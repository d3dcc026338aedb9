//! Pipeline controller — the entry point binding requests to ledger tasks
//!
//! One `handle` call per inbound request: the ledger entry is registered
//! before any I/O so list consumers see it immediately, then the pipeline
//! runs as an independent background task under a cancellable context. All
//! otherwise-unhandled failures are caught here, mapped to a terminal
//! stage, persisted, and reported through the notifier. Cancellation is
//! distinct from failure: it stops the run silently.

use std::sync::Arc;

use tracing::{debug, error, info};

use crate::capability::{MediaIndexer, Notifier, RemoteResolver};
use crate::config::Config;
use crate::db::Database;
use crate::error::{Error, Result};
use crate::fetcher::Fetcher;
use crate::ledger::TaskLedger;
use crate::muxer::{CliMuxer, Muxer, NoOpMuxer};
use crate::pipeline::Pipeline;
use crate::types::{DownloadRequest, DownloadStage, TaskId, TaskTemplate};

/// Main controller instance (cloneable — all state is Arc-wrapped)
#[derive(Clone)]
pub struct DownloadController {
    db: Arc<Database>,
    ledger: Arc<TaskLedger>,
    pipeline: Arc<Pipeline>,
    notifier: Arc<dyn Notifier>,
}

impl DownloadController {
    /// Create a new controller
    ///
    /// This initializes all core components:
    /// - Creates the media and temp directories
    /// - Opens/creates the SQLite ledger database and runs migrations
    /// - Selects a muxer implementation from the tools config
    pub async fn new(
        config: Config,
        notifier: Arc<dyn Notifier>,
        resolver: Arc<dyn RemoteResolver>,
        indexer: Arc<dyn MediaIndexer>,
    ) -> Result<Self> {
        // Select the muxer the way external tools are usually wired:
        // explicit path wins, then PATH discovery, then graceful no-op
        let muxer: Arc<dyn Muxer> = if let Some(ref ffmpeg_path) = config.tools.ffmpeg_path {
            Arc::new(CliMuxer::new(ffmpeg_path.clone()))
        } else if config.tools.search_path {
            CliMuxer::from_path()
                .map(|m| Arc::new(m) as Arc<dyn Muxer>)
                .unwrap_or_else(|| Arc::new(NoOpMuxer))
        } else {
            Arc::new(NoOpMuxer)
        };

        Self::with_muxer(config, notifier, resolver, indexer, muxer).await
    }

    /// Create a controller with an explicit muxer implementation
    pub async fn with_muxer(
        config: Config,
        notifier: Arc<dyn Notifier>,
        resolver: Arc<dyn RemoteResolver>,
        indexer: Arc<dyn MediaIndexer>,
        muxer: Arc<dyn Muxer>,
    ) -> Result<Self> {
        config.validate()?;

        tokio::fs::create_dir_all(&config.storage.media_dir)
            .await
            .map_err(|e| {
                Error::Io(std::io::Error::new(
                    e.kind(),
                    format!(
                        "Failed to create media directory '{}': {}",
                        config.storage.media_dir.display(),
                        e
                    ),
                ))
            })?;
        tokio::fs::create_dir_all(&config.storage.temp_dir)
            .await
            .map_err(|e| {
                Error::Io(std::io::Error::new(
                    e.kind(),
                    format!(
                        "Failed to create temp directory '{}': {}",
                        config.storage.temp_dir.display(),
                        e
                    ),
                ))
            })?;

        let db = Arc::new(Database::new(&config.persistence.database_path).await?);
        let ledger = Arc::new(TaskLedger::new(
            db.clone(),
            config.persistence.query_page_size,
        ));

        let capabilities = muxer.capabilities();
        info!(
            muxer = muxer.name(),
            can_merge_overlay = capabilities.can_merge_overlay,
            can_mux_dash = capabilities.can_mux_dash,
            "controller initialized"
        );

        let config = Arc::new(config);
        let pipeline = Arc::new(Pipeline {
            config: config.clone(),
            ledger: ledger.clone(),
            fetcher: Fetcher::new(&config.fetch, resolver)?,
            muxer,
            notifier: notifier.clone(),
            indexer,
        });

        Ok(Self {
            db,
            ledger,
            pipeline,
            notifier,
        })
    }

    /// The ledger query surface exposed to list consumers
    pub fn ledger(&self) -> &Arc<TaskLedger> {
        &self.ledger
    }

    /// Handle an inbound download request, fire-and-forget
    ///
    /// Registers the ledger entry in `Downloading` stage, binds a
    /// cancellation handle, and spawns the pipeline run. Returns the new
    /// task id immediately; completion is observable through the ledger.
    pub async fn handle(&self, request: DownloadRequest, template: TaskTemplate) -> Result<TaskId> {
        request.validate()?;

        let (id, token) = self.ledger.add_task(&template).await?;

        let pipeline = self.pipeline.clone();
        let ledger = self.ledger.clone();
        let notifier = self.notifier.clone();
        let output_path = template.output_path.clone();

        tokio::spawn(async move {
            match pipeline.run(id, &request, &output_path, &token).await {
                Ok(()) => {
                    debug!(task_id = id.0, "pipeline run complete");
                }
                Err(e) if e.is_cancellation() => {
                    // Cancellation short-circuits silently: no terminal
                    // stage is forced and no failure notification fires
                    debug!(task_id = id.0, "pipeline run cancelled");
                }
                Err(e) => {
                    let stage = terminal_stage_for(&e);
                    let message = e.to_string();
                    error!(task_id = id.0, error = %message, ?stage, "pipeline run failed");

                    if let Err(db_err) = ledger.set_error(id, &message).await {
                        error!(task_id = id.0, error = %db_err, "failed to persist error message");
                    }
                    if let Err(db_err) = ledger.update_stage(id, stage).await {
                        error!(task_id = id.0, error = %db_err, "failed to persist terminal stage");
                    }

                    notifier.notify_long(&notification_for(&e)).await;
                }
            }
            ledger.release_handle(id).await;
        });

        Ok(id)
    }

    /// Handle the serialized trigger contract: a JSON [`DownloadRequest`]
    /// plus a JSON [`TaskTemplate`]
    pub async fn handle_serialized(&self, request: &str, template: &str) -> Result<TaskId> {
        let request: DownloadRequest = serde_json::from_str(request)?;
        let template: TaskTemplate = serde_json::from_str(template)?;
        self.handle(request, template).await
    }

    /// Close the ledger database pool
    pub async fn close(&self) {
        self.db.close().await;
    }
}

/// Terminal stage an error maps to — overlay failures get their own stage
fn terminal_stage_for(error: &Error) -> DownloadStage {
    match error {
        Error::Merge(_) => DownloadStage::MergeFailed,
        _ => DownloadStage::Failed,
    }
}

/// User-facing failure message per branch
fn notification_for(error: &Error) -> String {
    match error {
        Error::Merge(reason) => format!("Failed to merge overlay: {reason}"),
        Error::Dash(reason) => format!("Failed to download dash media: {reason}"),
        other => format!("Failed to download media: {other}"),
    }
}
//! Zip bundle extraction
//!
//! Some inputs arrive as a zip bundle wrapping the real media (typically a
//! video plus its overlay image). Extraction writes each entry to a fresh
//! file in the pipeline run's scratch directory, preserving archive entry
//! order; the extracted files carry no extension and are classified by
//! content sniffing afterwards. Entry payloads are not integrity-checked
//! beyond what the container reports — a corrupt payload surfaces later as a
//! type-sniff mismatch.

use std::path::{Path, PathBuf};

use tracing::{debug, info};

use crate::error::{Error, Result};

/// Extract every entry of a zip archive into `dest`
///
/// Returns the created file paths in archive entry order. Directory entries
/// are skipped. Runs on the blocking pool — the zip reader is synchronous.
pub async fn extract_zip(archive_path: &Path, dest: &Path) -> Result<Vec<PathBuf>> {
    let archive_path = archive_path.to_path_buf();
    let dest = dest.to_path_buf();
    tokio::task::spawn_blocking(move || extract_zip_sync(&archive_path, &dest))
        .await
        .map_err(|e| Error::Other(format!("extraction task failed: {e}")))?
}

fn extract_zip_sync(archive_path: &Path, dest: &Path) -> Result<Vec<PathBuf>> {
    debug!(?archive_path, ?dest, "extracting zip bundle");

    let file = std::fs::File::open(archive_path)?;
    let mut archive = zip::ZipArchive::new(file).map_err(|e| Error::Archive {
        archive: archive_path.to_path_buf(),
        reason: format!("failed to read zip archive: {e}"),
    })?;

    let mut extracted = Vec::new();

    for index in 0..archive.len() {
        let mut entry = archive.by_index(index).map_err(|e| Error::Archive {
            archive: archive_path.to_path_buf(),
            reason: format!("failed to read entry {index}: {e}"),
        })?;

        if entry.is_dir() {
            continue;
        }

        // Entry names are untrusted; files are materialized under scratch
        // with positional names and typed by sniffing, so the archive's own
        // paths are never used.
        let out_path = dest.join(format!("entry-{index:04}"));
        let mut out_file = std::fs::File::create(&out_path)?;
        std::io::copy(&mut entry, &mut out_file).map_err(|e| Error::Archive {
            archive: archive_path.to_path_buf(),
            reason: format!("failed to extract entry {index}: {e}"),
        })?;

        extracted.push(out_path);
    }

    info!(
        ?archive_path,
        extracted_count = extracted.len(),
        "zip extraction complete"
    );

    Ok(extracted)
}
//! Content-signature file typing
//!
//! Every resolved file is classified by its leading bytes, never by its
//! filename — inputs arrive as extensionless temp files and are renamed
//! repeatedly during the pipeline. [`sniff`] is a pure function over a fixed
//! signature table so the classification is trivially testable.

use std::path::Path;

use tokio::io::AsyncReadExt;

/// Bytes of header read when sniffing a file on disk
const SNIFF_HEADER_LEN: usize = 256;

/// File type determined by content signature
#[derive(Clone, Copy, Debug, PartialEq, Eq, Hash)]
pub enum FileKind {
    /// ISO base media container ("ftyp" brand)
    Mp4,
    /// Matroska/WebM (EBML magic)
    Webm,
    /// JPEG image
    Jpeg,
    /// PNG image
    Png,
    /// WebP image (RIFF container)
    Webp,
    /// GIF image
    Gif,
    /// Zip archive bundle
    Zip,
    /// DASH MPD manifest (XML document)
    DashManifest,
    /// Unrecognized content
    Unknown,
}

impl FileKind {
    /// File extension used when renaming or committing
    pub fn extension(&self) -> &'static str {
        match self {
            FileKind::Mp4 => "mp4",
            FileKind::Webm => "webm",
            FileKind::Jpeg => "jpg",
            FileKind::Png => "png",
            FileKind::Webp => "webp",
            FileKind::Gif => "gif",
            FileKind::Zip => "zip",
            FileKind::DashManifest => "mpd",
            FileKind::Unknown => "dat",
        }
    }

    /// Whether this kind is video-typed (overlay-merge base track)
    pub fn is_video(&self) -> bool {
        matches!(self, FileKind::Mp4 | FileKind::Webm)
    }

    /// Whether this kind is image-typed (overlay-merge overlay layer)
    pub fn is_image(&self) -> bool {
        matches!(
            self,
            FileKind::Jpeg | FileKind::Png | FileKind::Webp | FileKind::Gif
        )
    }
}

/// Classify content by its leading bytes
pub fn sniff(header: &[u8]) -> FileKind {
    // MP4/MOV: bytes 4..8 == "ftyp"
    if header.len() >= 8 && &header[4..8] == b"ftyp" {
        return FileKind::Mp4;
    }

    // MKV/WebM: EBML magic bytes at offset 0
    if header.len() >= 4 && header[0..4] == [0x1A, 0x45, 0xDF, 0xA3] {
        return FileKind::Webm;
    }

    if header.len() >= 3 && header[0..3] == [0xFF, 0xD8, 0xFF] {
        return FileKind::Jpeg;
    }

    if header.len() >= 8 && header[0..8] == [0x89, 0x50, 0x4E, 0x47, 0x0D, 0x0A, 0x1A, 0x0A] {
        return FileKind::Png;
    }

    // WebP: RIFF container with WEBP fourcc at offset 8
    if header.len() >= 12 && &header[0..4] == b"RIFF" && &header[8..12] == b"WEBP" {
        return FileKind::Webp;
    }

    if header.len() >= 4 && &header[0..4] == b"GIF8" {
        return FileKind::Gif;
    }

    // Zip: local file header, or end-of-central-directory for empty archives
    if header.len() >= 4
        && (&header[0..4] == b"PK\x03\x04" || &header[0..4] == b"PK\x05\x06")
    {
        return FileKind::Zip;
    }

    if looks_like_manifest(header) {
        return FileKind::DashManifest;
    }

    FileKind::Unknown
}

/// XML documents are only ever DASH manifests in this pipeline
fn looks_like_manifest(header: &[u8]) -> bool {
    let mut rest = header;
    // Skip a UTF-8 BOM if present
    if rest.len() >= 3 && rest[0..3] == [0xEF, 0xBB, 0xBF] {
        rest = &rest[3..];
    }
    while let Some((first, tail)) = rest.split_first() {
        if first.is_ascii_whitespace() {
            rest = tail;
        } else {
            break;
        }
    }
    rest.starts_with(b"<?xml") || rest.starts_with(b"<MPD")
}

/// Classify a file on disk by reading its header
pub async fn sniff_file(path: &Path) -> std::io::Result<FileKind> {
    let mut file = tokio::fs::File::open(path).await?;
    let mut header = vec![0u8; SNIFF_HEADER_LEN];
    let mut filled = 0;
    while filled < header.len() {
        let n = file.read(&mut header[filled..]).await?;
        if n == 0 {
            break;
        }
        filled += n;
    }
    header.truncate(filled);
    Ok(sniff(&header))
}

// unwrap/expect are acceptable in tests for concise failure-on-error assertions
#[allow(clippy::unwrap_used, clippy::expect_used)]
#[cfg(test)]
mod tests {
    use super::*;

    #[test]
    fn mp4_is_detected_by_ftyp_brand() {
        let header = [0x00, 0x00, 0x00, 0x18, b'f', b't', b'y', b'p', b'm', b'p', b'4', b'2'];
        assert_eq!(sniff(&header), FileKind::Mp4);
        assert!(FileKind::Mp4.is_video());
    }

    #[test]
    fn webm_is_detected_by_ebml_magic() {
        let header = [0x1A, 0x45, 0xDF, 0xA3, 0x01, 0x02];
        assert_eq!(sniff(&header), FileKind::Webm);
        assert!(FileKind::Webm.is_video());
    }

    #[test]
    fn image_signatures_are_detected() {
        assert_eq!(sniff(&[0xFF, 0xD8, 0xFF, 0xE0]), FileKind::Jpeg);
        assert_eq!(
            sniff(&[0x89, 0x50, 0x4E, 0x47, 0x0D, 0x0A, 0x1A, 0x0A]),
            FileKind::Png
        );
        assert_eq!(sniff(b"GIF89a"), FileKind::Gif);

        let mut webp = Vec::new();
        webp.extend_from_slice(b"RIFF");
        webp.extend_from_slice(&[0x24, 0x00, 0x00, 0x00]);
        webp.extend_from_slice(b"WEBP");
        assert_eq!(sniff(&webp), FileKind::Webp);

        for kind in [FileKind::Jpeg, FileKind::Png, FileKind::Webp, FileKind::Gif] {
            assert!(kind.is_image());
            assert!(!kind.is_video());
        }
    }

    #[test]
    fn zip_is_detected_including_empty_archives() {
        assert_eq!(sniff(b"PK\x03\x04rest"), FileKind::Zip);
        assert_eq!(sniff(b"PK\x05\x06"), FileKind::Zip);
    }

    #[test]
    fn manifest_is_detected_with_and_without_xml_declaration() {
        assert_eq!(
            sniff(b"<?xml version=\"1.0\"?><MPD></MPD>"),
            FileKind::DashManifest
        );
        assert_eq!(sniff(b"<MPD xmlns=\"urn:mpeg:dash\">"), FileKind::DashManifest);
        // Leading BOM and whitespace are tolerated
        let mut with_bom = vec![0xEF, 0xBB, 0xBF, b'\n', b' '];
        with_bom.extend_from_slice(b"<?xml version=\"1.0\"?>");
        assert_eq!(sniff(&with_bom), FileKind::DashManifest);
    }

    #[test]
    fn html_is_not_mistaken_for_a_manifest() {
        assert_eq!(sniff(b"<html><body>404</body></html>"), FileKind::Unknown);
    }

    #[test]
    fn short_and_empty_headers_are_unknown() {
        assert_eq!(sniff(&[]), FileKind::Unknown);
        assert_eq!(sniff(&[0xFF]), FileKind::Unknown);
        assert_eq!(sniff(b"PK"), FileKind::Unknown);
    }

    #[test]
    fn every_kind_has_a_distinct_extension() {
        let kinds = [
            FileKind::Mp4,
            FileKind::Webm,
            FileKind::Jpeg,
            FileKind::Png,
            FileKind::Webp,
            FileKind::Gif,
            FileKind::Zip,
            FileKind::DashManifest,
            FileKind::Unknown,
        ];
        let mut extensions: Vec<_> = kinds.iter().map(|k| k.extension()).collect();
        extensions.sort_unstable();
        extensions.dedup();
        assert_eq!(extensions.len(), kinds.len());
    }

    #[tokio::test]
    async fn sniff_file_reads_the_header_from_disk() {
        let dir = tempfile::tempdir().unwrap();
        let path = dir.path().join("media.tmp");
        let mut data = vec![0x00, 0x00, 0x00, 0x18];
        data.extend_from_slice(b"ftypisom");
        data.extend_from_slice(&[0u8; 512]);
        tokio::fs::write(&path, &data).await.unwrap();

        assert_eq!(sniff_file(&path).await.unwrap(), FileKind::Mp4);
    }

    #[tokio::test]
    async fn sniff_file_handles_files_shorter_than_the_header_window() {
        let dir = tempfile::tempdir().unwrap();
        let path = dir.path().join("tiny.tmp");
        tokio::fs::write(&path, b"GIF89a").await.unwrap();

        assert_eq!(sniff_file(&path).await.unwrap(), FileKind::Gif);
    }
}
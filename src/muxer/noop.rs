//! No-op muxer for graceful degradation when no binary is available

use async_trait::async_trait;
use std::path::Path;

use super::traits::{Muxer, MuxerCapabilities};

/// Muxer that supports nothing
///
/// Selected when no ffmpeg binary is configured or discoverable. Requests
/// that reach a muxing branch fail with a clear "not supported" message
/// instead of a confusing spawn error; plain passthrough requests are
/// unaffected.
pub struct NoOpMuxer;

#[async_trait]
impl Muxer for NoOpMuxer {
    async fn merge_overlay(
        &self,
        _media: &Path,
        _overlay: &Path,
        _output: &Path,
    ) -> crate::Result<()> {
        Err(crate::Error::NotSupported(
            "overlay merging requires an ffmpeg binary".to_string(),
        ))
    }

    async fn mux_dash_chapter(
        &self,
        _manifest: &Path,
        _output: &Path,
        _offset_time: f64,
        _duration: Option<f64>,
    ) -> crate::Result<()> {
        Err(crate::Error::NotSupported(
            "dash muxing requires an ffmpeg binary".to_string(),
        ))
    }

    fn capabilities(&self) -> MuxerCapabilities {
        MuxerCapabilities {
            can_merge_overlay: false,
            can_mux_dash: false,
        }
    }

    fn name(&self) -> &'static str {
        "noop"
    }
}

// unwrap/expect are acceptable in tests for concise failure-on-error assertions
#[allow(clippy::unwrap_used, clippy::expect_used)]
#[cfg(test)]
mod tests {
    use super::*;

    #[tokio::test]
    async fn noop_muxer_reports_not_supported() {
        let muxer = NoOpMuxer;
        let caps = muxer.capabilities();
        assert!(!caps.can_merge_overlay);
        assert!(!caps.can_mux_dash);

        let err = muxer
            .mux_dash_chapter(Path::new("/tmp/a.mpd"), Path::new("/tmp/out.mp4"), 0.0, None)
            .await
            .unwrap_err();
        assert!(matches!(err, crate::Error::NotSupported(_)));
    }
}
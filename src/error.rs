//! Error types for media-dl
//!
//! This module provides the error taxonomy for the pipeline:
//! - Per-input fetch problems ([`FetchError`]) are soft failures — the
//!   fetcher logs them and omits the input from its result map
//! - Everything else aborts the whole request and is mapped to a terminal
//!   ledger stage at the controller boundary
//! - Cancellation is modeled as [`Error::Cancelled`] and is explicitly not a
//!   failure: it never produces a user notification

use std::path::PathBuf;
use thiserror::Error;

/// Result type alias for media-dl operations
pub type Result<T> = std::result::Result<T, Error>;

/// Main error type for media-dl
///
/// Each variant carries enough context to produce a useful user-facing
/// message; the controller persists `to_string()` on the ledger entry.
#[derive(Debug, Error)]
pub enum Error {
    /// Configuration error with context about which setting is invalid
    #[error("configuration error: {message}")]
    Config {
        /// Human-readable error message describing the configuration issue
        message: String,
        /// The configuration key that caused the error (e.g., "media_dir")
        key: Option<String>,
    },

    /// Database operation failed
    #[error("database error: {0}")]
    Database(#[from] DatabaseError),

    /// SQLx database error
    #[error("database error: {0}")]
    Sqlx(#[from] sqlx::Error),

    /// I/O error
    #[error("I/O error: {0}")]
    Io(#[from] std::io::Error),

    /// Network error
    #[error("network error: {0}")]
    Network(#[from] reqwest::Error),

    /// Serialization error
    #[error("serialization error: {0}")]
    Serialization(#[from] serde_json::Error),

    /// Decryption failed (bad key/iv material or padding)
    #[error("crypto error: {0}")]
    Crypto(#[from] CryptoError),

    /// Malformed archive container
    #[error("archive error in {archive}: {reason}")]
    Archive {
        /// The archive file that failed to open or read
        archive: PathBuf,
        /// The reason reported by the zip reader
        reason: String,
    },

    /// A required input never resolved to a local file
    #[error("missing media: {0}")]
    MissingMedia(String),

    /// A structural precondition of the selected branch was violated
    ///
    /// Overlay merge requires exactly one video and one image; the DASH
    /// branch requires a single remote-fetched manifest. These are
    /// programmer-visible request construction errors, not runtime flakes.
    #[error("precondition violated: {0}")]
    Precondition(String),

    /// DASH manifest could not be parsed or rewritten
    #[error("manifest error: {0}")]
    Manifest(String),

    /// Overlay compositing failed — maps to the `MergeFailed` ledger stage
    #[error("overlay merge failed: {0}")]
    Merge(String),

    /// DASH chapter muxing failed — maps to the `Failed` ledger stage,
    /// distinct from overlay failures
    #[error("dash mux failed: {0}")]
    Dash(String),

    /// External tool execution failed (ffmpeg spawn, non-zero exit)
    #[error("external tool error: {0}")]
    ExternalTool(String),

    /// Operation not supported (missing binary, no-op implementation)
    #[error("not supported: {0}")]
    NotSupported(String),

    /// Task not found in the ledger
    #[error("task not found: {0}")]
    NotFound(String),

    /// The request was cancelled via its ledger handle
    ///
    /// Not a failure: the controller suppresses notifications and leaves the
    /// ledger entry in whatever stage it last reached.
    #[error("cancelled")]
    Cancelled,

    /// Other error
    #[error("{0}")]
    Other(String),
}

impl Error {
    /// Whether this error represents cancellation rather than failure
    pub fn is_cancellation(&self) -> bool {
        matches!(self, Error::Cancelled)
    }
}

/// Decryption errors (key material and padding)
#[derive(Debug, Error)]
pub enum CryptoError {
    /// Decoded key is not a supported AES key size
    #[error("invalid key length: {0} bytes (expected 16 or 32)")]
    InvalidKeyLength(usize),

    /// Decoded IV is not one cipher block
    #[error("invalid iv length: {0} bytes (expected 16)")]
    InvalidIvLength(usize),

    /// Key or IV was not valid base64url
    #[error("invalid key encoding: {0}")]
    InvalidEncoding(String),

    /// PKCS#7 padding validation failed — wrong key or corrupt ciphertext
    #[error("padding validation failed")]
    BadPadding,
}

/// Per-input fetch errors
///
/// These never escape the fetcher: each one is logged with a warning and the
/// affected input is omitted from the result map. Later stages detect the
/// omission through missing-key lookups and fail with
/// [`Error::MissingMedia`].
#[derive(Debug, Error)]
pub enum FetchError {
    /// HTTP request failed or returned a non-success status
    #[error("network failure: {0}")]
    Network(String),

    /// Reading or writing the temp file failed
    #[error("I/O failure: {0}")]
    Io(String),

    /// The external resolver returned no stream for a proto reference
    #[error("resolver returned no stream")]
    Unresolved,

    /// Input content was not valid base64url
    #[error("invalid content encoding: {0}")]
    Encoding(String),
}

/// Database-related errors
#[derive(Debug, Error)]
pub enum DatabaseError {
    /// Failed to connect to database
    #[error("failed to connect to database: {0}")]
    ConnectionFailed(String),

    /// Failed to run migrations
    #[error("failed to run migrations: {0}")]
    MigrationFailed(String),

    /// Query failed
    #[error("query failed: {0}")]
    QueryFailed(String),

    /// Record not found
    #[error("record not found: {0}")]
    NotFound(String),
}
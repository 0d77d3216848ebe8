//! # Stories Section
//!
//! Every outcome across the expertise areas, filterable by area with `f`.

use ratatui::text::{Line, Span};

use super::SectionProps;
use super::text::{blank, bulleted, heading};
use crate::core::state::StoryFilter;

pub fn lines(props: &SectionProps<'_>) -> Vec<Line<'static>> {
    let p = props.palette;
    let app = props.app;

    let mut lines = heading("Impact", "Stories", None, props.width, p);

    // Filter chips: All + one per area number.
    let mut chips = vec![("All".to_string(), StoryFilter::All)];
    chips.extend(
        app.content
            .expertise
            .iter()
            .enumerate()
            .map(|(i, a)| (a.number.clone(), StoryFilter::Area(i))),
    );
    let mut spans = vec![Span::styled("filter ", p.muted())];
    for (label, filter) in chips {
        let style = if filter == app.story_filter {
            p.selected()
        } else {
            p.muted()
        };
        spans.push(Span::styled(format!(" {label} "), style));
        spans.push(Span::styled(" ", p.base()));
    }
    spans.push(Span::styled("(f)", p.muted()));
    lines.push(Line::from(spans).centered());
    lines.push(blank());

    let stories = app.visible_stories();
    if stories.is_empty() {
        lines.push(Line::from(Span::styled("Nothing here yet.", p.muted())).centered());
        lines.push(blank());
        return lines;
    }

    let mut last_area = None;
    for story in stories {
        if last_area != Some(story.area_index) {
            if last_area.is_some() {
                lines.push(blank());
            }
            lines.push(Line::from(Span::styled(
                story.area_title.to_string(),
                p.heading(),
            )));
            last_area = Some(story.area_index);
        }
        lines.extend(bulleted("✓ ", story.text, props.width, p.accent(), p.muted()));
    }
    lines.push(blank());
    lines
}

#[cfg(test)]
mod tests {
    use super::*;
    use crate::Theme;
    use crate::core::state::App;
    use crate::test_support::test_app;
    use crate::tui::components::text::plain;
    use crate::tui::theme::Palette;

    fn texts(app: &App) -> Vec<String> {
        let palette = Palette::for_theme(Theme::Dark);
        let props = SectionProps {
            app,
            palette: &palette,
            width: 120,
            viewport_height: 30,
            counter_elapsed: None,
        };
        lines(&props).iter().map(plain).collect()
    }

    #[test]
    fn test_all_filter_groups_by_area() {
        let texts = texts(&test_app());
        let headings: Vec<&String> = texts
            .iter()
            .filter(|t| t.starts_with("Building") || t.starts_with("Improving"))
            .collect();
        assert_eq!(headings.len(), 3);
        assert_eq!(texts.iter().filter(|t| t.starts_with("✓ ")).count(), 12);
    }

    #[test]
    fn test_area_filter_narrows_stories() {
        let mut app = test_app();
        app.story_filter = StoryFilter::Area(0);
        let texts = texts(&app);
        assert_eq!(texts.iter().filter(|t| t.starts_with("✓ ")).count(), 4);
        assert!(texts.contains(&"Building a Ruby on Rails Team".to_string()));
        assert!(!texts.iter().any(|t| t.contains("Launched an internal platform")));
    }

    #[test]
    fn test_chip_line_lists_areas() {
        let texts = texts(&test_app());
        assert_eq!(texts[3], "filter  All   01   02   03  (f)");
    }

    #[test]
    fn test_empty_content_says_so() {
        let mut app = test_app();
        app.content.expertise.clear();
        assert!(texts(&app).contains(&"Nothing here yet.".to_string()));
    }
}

==============================

» WHAT YOU ARE ASKED TO DO:
With the line that has "ledger.release_handle(id).await;" as the first and the line that has "plus a JSON" as the last, repeat exactly that run of lines above and no more.

» WRITTEN SOLUTION:
            ledger.release_handle(id).await;
        });

        Ok(id)
    }

    /// Handle the serialized trigger contract: a JSON [`DownloadRequest`]
    /// plus a JSON [`TaskTemplate`]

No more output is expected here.